Toutefois, pour que l’ensemble de ces actions aboutissent à une véritable transformation sociale, il faudra que ces militants soient davantage attentifs à ce qui les rassemble plutôt qu’à ce qui les divise, et qu’ils développent de manière plus intense un réflexe fédératif et un sentiment d’appartenance à un même secteur, ou du moins à une même cause. Le mouvement de grève des militants et des organismes communautaires au Québec en novembre 2015 semble aller dans ce sens, puisqu’il a été rendu possible grâce au dépassement des inégalités et même parfois des divisions sectorielles et territoriales qui caractérisent ces milieux : logement, emploi, santé mentale, développement économique, femmes, jeunes, personnes handicapées, etc. Les passerelles sont donc possibles et même souhaitables entre les diverses composantes de l’action communautaire, y compris avec les organisations liées à l’univers de l’économie sociale et solidaire, tant dans ses composantes marchandes que non marchandes. Mais, surtout, il faut se rappeler que l’histoire montre que sans engagement politique clair, tant à l’extérieur qu’à l’intérieur des institutions déjà établies, il n’y a pas de transformation possible de nos sociétés.
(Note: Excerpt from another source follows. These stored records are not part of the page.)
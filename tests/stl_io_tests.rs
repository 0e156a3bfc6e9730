mod support;

use approx::assert_relative_eq;
use bim2se::io::IoError;
use bim2se::mesh::Mesh;

use crate::support::{ascii_stl, bounding_box, write_file};

#[test]
fn ascii_export_lists_every_triangle() {
    let cube: Mesh<()> = Mesh::cube(1.0, None).unwrap();
    let text = cube.to_stl_ascii("cube");

    assert!(text.starts_with("solid cube\n"));
    assert!(text.trim_end().ends_with("endsolid cube"));
    assert_eq!(text.matches("facet normal").count(), 12);
    assert_eq!(text.matches("vertex ").count(), 36);
    assert!(text.contains("vertex 1.000000 1.000000 1.000000"));
}

#[test]
fn ascii_round_trip_keeps_the_faces() {
    let cube: Mesh<()> = Mesh::cube(2.0, None).unwrap();
    let text = cube.to_stl_ascii("cube");
    let back: Mesh<()> = Mesh::from_stl(text.as_bytes(), None).unwrap();

    assert_eq!(back.polygons.len(), 12);
    assert_relative_eq!(back.signed_volume(), 8.0, epsilon = 1e-6);
}

#[test]
fn binary_file_round_trip() {
    let dir = tempfile::tempdir().unwrap();
    let path = dir.path().join("cube.stl");

    let cube: Mesh<()> = Mesh::cube(1.0, None).unwrap();
    cube.write_stl(&path).unwrap();
    assert_eq!(std::fs::metadata(&path).unwrap().len(), 84 + 50 * 12);

    let back: Mesh<()> = Mesh::read_stl(&path, None).unwrap();
    assert_eq!(back.polygons.len(), 12);
    assert_eq!(bounding_box(&back), [0.0, 0.0, 0.0, 1.0, 1.0, 1.0]);
    assert!(back.is_closed());
}

#[test]
fn degenerate_facets_are_skipped() {
    let dir = tempfile::tempdir().unwrap();
    let text = ascii_stl(
        "terrain",
        &[
            [[0.0, 0.0, 0.0], [1.0, 0.0, 0.0], [0.0, 1.0, 0.0]],
            [[0.0, 0.0, 0.0], [1.0, 1.0, 1.0], [2.0, 2.0, 2.0]],
        ],
    );
    let path = write_file(dir.path(), "terrain.stl", &text);

    let mesh: Mesh<&str> = Mesh::read_stl(&path, Some("terrain")).unwrap();
    assert_eq!(mesh.polygons.len(), 1);
    assert_eq!(mesh.polygons[0].metadata, Some("terrain"));
    assert_relative_eq!(mesh.polygons[0].plane.normal.z, 1.0, epsilon = 1e-12);
}

#[test]
fn only_degenerate_facets_give_a_null_shape() {
    let text = ascii_stl("flat", &[[[0.0, 0.0, 0.0], [1.0, 0.0, 0.0], [2.0, 0.0, 0.0]]]);
    assert!(matches!(
        Mesh::<()>::from_stl(text.as_bytes(), None),
        Err(IoError::NullShape(_))
    ));
}

#[test]
fn empty_binary_stl_is_a_null_shape() {
    let empty: Mesh<()> = Mesh::from_polygons(&[], None);
    let bytes = empty.to_stl_binary().unwrap();
    assert_eq!(bytes.len(), 84);
    assert!(matches!(
        Mesh::<()>::from_stl(&bytes, None),
        Err(IoError::NullShape(_))
    ));
}

#[test]
fn missing_file_is_an_io_error() {
    let dir = tempfile::tempdir().unwrap();
    let result = Mesh::<()>::read_stl(dir.path().join("nope.stl"), None);
    assert!(matches!(result, Err(IoError::StdIo(_))));
}
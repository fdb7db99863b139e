//! Content-addressed manifests of a source tree

pub mod builder;
pub mod exclude;
pub mod model;

pub use builder::{build_manifest, default_workers, ManifestBuilder};
pub use exclude::{ExcludeMatcher, BUILTIN_EXCLUDES};
pub use model::{id_from_raw_json, BackupMode, FileRecord, Manifest, MANIFEST_VERSION};
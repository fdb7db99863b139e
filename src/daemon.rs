//! Repeated backups with cooperative shutdown
//!
//! The loop runs a job, then waits for the interval while polling a shared
//! shutdown flag every 200 ms. A job in progress is never interrupted; the
//! flag is only honoured between runs.

use std::sync::atomic::{AtomicBool, Ordering};
use std::sync::Arc;
use std::time::{Duration, Instant};

use tracing::{error, info, warn};

use crate::error::BackupResult;

/// How often the shutdown flag is checked while waiting
pub const POLL_INTERVAL: Duration = Duration::from_millis(200);

/// Consecutive failures before a health warning is logged
pub const FAILURE_WARNING_THRESHOLD: u32 = 3;

/// Counters kept across iterations
#[derive(Debug, Default, Clone, PartialEq, Eq)]
pub struct DaemonStats {
    pub iterations: u32,
    pub successes: u32,
    pub failures: u32,
    pub consecutive_failures: u32,
    pub uptime: Duration,
}

/// Runs a job repeatedly until asked to stop
pub struct Daemon {
    interval: Duration,
    shutdown: Arc<AtomicBool>,
    max_iterations: Option<u32>,
}

impl Daemon {
    pub fn new(interval: Duration) -> Self {
        Self {
            interval,
            shutdown: Arc::new(AtomicBool::new(false)),
            max_iterations: None,
        }
    }

    /// Share an externally owned flag, e.g. one set by a signal handler
    pub fn with_shutdown_flag(mut self, flag: Arc<AtomicBool>) -> Self {
        self.shutdown = flag;
        self
    }

    /// Stop after `n` runs
    pub fn with_max_iterations(mut self, n: u32) -> Self {
        self.max_iterations = Some(n);
        self
    }

    pub fn shutdown_flag(&self) -> Arc<AtomicBool> {
        Arc::clone(&self.shutdown)
    }

    fn stopping(&self) -> bool {
        self.shutdown.load(Ordering::SeqCst)
    }

    /// Run `job` until shutdown; errors are counted, not propagated
    pub fn run<T, F>(&self, mut job: F) -> DaemonStats
    where
        F: FnMut(u32) -> BackupResult<T>,
    {
        let started = Instant::now();
        let mut stats = DaemonStats::default();
        info!(interval_secs = self.interval.as_secs(), "Daemon started");

        while !self.stopping() {
            stats.iterations += 1;
            match job(stats.iterations) {
                Ok(_) => {
                    stats.successes += 1;
                    stats.consecutive_failures = 0;
                    info!(iteration = stats.iterations, "Backup iteration succeeded");
                }
                Err(e) => {
                    stats.failures += 1;
                    stats.consecutive_failures += 1;
                    error!(iteration = stats.iterations, error = %e, "Backup iteration failed");
                    if stats.consecutive_failures >= FAILURE_WARNING_THRESHOLD {
                        warn!(
                            consecutive = stats.consecutive_failures,
                            "Repeated failures, check configuration and connectivity"
                        );
                    }
                }
            }

            if self.max_iterations.is_some_and(|max| stats.iterations >= max) {
                break;
            }
            self.wait();
        }

        stats.uptime = started.elapsed();
        info!(
            iterations = stats.iterations,
            successes = stats.successes,
            failures = stats.failures,
            "Daemon stopped"
        );
        stats
    }

    /// Sleep for the interval in poll-sized steps, returning early on shutdown
    fn wait(&self) {
        let deadline = Instant::now() + self.interval;
        while !self.stopping() {
            let now = Instant::now();
            if now >= deadline {
                break;
            }
            std::thread::sleep(POLL_INTERVAL.min(deadline - now));
        }
    }
}

#[cfg(test)]
mod tests {
    use super::*;
    use crate::error::BackupError;

    #[test]
    fn test_counts_successes_and_failures() {
        let daemon = Daemon::new(Duration::ZERO).with_max_iterations(5);
        let stats = daemon.run(|i| {
            if i % 2 == 0 {
                Err(BackupError::Validation("boom".into()))
            } else {
                Ok(())
            }
        });
        assert_eq!(stats.iterations, 5);
        assert_eq!(stats.successes, 3);
        assert_eq!(stats.failures, 2);
        assert_eq!(stats.consecutive_failures, 0);
    }

    #[test]
    fn test_consecutive_failures_tracked() {
        let daemon = Daemon::new(Duration::ZERO).with_max_iterations(4);
        let stats = daemon.run(|_| -> BackupResult<()> { Err(BackupError::Validation("down".into())) });
        assert_eq!(stats.consecutive_failures, 4);
    }

    #[test]
    fn test_shutdown_interrupts_long_wait() {
        let daemon = Daemon::new(Duration::from_secs(600));
        let flag = daemon.shutdown_flag();

        let setter = std::thread::spawn(move || {
            std::thread::sleep(Duration::from_millis(100));
            flag.store(true, Ordering::SeqCst);
        });

        let started = Instant::now();
        let stats = daemon.run(|_| Ok(()));
        setter.join().unwrap();

        assert_eq!(stats.iterations, 1);
        assert!(started.elapsed() < Duration::from_secs(2));
    }

    #[test]
    fn test_preset_flag_skips_all_runs() {
        let flag = Arc::new(AtomicBool::new(true));
        let daemon = Daemon::new(Duration::from_secs(1)).with_shutdown_flag(flag);
        let stats = daemon.run(|_| Ok(()));
        assert_eq!(stats.iterations, 0);
    }
}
Comme l’a démontré l’histoire du développement des pratiques de l’action communautaire, notamment des settlement houses, les luttes pour l’amélioration des conditions de vie des populations soulèvent des enjeux d’ordre social, économique et politique — voire culturel et aussi environnemental — qui sont liés de manière inextricable et qui ne peuvent être traités catégoriellement à partir d’un seul front de résistance. Il requiert la présence d’une multitude d’acteurs et de militants prêts à s’investir à divers niveaux (local, régional, national et international) et sur divers plans (éducation, action politique, coopération, services, production collective) afin d’avancer vers la constitution d’un nouveau paradigme d’intérêt général qui renverserait la tendance forte à considérer la concurrence et la compétition comme seules véritables dynamiques propres à réguler les sociétés modernes. S’il apparaît évident aujourd’hui que les diverses composantes militantes de l’action communautaire ne peuvent être fondues dans une même entité fédérative (l’exemple du mouvement altermondialiste le démontre bien), il faudrait, à tout le moins, éviter les positionnements politiques et idéologiques qui ont pour effet d’exacerber la perception de leurs distinctions respectives, afin de favoriser plutôt des passerelles et des compromis susceptibles de nourrir des visions convergentes du développement et de l’émancipation des individus et des communautés. Car ce n’est qu’à cette condition qu’il sera possible d’envisager un réel mouvement militant, communautaire et politique susceptible d’amorcer une nouvelle Grande transformation.